The Other Bets Problem
The importance of advertising to GOOGL stock is amplified by the fact that Alphabet simply hasn’t done that well outside of search. Waymo is likely the exception, even as it remains unprofitable. That aside, however, Alphabet’s non-search businesses have generally struggled.
That, too, continued in the first quarter. Pixel sales declined year-over-year, per the Q1 call. Google Fiber has never gained much traction. YouTube TV helped revenue, but no doubt contributed to the higher spending. So did data center costs.

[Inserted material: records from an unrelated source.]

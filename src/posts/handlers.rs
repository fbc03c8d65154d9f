use actix_web::{http::header, web, HttpResponse};
use serde::Deserialize;
use validator::Validate;

use crate::auth::AuthenticatedUser;
use crate::AppState;
use crate::Result;

#[derive(Debug, Deserialize, Validate)]
#[serde(rename_all = "camelCase")]
pub struct CreatePostRequest {
    #[validate(length(min = 1, message = "content must not be empty"))]
    pub content: String,
    pub parent_id: Option<i64>,
}

#[derive(Debug, Deserialize, Validate)]
pub struct UpdatePostRequest {
    #[validate(length(min = 1, message = "content must not be empty"))]
    pub content: String,
}

pub async fn list_posts(
    _user: AuthenticatedUser,
    state: web::Data<AppState>,
) -> Result<HttpResponse> {
    let posts = state.post_service.list_posts().await?;
    Ok(HttpResponse::Ok().json(posts))
}

pub async fn get_post(
    _user: AuthenticatedUser,
    path: web::Path<i64>,
    state: web::Data<AppState>,
) -> Result<HttpResponse> {
    let post = state.post_service.get_post(path.into_inner()).await?;
    Ok(HttpResponse::Ok().json(post))
}

pub async fn create_post(
    user: AuthenticatedUser,
    req: web::Json<CreatePostRequest>,
    state: web::Data<AppState>,
) -> Result<HttpResponse> {
    req.validate()?;
    let post = state
        .post_service
        .create_post(&req.content, user.user_id, req.parent_id)
        .await?;

    Ok(HttpResponse::Created()
        .insert_header((header::LOCATION, format!("/posts/{}", post.id)))
        .json(post))
}

pub async fn update_post(
    user: AuthenticatedUser,
    path: web::Path<i64>,
    req: web::Json<UpdatePostRequest>,
    state: web::Data<AppState>,
) -> Result<HttpResponse> {
    req.validate()?;
    let post = state
        .post_service
        .update_post(path.into_inner(), &req.content, user.user_id)
        .await?;
    Ok(HttpResponse::Ok().json(post))
}

pub async fn delete_post(
    user: AuthenticatedUser,
    path: web::Path<i64>,
    state: web::Data<AppState>,
) -> Result<HttpResponse> {
    state
        .post_service
        .delete_post(path.into_inner(), user.user_id)
        .await?;
    Ok(HttpResponse::NoContent().finish())
}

Google Cloud is a distant third to Amazon and Microsoft (NASDAQ:MSFT). Google Assistant lags Amazon’s Echo. YouTube Gaming has been shut down after being routed by Twitch, which was acquired by Amazon.

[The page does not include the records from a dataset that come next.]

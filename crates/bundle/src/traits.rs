use alloy::{primitives::Address, rpc::types::TransactionRequest};
use core::future::Future;
use volley_types::{
    BundleHandle, MoveProof, MoveProofRequest, Resolution, SignedBundle, SubmissionRecord,
};

/// Read access to the settlement chain.
///
/// Implemented for every alloy [`Provider`], so a plain RPC provider can be
/// handed to the [`BundleSender`] and the [`ActionCompiler`] directly.
///
/// [`Provider`]: alloy::providers::Provider
/// [`BundleSender`]: crate::BundleSender
/// [`ActionCompiler`]: crate::ActionCompiler
pub trait Settlement {
    /// The error type returned by settlement reads.
    type Error: core::error::Error + Send + Sync + 'static;

    /// Next sequence number (nonce) of `account`.
    fn sequence_number(
        &self,
        account: Address,
    ) -> impl Future<Output = Result<u64, Self::Error>> + Send;

    /// Current block height.
    fn block_height(&self) -> impl Future<Output = Result<u64, Self::Error>> + Send;

    /// Estimate the gas a transaction would consume.
    fn estimate_resource_cost(
        &self,
        request: TransactionRequest,
    ) -> impl Future<Output = Result<u64, Self::Error>> + Send;

    /// The world radius declared by the core contract at `core`.
    fn world_radius(&self, core: Address) -> impl Future<Output = Result<u64, Self::Error>> + Send;
}

/// Produces zero-knowledge proofs for moves.
///
/// Proof generation is expensive. Implementors are free to run it on a
/// blocking pool or a remote service.
pub trait MoveProver {
    /// The error type returned when no proof can be produced.
    type Error: core::error::Error + Send + Sync + 'static;

    /// Prove a move between the request's endpoints.
    fn prove_move(
        &self,
        request: MoveProofRequest,
    ) -> impl Future<Output = Result<MoveProof, Self::Error>> + Send;
}

/// Opens sessions with a bundle relay.
pub trait RelayConnector {
    /// The session type.
    type Relay: BundleRelay;
    /// The error type returned when the handshake fails.
    type Error: core::error::Error + Send + Sync + 'static;

    /// Perform the relay handshake.
    fn connect(&self) -> impl Future<Output = Result<Self::Relay, Self::Error>> + Send;
}

/// A connected relay session.
///
/// Implementors broadcast signed bundles to a target slot and report what
/// became of each broadcast.
pub trait BundleRelay {
    /// The error type returned by relay operations.
    type Error: core::error::Error + Send + Sync + 'static;

    /// Broadcast `bundle` for inclusion at block height `slot`.
    fn send_bundle(
        &self,
        bundle: &SignedBundle,
        slot: u64,
    ) -> impl Future<Output = Result<BundleHandle, Self::Error>> + Send;

    /// Wait until the outcome of a broadcast is known.
    fn await_result(
        &self,
        record: &SubmissionRecord,
    ) -> impl Future<Output = Result<Resolution, Self::Error>> + Send;
}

Putting valuation aside, the story behind GOOGL stock doesn’t look that compelling. The company is dominant in search but that business faces potential long-term, secular challenges. Waymo is intriguing, but even aggressive valuations suggest it supports only about 10% of the GOOGL stock price. Everywhere else, Alphabet simply isn’t winning.
The Path to Triple Digits
The combination of advertising concerns and weakness elsewhere is why Alphabet stock has reversed so sharply. And it’s not clear what exactly stops the declines. The broader market clearly is showing signs of cracking under trade war fears. Competitive pressure isn’t going to ease.
A further market decline likely sends GOOGL even lower – and, yes, a sub-$1,000 price isn’t out of the question. Lower 2020 EPS expectations – think something closer to $50 – and a mid-teens multiple get the stock to $950 or so.
GOOGL very briefly dipped below $1,000 during the December sell-off – but it likely doesn’t take that kind of broad market weakness to re-test those levels. The market sees Alphabet differently now than it did then. Until the company can change that perception, further share price declines wouldn’t be a surprise.
As of this writing, Vince Martin has no positions in any securities mentioned.